#### Instructions for the task:
Copy word for word, please, the lines of the entries below running from the one containing "collapses to fewer" to the one containing "check_touch(s, t, point.into())?;", both ends included.

═════ Source material ═════

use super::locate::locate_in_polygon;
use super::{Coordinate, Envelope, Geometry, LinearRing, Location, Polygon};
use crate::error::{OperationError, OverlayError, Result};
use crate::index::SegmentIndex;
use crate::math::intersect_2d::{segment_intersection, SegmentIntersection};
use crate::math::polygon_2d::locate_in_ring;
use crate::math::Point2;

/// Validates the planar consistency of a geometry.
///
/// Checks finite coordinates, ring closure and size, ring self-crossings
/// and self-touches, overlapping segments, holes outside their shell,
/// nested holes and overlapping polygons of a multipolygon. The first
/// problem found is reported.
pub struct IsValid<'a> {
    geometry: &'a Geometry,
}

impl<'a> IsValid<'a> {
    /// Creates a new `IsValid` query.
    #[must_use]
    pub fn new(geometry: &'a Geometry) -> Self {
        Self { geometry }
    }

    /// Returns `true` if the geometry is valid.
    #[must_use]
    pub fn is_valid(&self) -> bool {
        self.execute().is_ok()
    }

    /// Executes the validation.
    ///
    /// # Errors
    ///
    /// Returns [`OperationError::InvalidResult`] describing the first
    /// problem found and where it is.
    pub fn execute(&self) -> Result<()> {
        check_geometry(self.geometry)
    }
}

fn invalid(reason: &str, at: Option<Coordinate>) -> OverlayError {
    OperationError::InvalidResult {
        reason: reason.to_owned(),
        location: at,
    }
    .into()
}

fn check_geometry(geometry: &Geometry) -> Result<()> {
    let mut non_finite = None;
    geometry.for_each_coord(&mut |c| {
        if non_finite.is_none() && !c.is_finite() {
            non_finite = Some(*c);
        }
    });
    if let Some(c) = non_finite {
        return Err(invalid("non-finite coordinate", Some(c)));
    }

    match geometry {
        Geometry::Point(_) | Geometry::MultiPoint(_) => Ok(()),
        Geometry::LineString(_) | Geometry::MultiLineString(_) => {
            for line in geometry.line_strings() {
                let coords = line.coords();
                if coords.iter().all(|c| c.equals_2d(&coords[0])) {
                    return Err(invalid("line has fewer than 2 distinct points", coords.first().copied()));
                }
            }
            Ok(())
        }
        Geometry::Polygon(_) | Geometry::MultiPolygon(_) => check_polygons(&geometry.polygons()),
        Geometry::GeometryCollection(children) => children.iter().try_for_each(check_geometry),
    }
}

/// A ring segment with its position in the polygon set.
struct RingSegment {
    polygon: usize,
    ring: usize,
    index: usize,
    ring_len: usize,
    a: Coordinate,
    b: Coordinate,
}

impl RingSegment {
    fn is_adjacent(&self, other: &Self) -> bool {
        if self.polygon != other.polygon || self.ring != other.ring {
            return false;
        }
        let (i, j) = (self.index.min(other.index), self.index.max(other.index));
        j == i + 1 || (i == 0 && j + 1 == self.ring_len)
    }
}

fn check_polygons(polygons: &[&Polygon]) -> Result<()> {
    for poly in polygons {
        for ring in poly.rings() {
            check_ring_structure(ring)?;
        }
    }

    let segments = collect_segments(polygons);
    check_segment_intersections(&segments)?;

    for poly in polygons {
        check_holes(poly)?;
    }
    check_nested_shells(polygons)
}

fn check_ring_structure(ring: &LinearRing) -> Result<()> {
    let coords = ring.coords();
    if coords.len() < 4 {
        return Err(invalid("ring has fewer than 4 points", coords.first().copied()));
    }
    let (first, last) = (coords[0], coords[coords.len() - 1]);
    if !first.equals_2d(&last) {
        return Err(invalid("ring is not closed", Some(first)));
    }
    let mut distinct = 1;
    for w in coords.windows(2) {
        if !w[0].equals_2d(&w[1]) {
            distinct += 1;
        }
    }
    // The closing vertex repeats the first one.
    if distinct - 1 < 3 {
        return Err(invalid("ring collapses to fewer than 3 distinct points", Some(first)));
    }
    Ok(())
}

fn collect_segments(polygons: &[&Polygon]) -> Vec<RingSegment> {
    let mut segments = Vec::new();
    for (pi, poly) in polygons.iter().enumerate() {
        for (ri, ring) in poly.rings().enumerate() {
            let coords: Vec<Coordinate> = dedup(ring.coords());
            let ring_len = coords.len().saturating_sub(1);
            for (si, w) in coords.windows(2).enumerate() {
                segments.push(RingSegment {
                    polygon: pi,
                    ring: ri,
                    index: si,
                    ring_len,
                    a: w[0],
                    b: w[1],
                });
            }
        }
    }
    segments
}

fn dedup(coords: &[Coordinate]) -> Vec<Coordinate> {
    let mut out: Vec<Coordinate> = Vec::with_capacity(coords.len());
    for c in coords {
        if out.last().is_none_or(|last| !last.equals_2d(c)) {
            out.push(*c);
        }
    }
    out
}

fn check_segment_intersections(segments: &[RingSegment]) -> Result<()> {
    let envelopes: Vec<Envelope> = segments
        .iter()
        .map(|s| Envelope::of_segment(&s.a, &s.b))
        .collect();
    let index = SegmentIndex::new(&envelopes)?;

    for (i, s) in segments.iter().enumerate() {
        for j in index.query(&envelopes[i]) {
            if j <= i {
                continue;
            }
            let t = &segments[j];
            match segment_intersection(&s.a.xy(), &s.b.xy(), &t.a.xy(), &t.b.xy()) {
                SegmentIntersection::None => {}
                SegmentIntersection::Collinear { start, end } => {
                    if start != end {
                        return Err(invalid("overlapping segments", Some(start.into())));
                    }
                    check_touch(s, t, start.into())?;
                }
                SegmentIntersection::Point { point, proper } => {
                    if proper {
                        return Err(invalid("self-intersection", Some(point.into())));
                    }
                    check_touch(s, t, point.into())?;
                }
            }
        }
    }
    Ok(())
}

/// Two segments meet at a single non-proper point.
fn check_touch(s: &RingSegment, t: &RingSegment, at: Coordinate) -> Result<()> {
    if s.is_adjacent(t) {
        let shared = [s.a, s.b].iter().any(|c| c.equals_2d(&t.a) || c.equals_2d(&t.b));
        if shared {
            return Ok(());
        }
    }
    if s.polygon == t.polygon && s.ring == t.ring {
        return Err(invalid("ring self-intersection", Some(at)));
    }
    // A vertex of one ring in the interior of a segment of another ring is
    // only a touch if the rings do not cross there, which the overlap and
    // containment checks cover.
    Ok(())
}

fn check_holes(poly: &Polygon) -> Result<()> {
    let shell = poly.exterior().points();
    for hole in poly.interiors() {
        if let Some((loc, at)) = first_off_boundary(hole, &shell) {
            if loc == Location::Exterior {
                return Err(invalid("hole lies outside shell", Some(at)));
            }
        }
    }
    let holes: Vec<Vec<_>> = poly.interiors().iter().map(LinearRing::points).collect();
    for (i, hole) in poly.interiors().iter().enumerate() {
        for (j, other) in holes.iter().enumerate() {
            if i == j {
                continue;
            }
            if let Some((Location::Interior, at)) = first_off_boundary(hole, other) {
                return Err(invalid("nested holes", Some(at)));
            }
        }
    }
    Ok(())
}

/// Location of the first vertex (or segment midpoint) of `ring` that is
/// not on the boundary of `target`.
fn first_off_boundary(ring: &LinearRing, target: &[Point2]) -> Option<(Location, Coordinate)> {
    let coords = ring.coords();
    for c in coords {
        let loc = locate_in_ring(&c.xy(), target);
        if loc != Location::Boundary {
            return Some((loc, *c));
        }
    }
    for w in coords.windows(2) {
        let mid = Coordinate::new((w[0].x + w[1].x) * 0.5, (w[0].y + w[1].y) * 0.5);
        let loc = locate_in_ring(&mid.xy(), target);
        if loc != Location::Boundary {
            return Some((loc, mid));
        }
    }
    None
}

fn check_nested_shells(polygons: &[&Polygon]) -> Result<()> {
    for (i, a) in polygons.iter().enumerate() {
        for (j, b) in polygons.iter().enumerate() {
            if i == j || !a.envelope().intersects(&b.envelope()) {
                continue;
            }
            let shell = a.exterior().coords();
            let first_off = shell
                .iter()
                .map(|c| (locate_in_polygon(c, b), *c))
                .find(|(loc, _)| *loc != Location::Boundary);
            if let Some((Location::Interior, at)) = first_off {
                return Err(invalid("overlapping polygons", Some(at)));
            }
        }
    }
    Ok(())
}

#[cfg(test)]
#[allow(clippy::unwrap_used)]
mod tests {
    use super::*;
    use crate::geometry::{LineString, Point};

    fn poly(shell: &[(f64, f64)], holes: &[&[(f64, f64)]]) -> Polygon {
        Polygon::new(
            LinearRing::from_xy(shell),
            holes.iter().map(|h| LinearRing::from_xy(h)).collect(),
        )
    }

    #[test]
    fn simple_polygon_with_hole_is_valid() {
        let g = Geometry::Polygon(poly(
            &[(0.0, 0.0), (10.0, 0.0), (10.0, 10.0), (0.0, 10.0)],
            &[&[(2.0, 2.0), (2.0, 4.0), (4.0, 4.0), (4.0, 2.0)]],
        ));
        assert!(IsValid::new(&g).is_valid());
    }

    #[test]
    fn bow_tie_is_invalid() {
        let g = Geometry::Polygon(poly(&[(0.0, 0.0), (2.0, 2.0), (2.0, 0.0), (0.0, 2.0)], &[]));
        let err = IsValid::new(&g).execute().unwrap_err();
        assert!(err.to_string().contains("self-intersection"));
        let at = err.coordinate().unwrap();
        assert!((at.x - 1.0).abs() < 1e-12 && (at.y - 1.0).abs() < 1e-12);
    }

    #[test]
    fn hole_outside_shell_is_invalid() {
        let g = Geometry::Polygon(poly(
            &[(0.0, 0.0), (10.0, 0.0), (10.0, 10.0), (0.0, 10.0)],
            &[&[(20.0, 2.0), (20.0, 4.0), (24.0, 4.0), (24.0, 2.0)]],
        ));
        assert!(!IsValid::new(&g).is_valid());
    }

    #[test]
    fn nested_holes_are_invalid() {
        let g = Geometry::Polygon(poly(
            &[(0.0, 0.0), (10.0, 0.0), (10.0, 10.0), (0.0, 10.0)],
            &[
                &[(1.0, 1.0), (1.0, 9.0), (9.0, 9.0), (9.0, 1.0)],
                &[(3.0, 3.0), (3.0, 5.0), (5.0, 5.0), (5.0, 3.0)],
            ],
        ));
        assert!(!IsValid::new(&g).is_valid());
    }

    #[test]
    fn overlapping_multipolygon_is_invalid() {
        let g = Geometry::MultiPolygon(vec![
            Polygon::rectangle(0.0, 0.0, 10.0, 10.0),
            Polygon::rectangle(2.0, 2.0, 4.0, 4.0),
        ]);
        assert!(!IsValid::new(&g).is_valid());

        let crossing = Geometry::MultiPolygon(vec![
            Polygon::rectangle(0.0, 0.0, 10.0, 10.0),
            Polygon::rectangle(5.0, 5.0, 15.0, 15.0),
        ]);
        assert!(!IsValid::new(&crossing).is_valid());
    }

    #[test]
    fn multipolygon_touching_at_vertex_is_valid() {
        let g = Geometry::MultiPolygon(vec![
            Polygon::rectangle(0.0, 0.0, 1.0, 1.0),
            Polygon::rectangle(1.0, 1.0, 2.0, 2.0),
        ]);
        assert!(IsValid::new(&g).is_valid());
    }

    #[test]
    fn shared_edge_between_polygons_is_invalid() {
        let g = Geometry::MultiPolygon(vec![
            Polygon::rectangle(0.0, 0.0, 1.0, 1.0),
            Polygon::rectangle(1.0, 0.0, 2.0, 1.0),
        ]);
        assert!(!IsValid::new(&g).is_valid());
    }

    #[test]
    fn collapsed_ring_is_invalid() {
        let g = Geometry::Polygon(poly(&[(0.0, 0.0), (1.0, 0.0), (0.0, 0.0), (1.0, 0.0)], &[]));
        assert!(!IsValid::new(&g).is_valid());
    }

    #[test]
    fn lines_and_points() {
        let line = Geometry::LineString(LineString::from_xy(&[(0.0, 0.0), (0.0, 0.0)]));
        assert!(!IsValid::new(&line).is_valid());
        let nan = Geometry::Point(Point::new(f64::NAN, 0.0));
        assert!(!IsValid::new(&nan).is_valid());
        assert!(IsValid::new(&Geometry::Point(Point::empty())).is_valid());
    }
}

═════

#### Task output:
        return Err(invalid("ring collapses to fewer than 3 distinct points", Some(first)));
    }
    Ok(())
}

fn collect_segments(polygons: &[&Polygon]) -> Vec<RingSegment> {
    let mut segments = Vec::new();
    for (pi, poly) in polygons.iter().enumerate() {
        for (ri, ring) in poly.rings().enumerate() {
            let coords: Vec<Coordinate> = dedup(ring.coords());
            let ring_len = coords.len().saturating_sub(1);
            for (si, w) in coords.windows(2).enumerate() {
                segments.push(RingSegment {
                    polygon: pi,
                    ring: ri,
                    index: si,
                    ring_len,
                    a: w[0],
                    b: w[1],
                });
            }
        }
    }
    segments
}

fn dedup(coords: &[Coordinate]) -> Vec<Coordinate> {
    let mut out: Vec<Coordinate> = Vec::with_capacity(coords.len());
    for c in coords {
        if out.last().is_none_or(|last| !last.equals_2d(c)) {
            out.push(*c);
        }
    }
    out
}

fn check_segment_intersections(segments: &[RingSegment]) -> Result<()> {
    let envelopes: Vec<Envelope> = segments
        .iter()
        .map(|s| Envelope::of_segment(&s.a, &s.b))
        .collect();
    let index = SegmentIndex::new(&envelopes)?;

    for (i, s) in segments.iter().enumerate() {
        for j in index.query(&envelopes[i]) {
            if j <= i {
                continue;
            }
            let t = &segments[j];
            match segment_intersection(&s.a.xy(), &s.b.xy(), &t.a.xy(), &t.b.xy()) {
                SegmentIntersection::None => {}
                SegmentIntersection::Collinear { start, end } => {
                    if start != end {
                        return Err(invalid("overlapping segments", Some(start.into())));
                    }
                    check_touch(s, t, start.into())?;
                }
                SegmentIntersection::Point { point, proper } => {
                    if proper {
                        return Err(invalid("self-intersection", Some(point.into())));
                    }
                    check_touch(s, t, point.into())?;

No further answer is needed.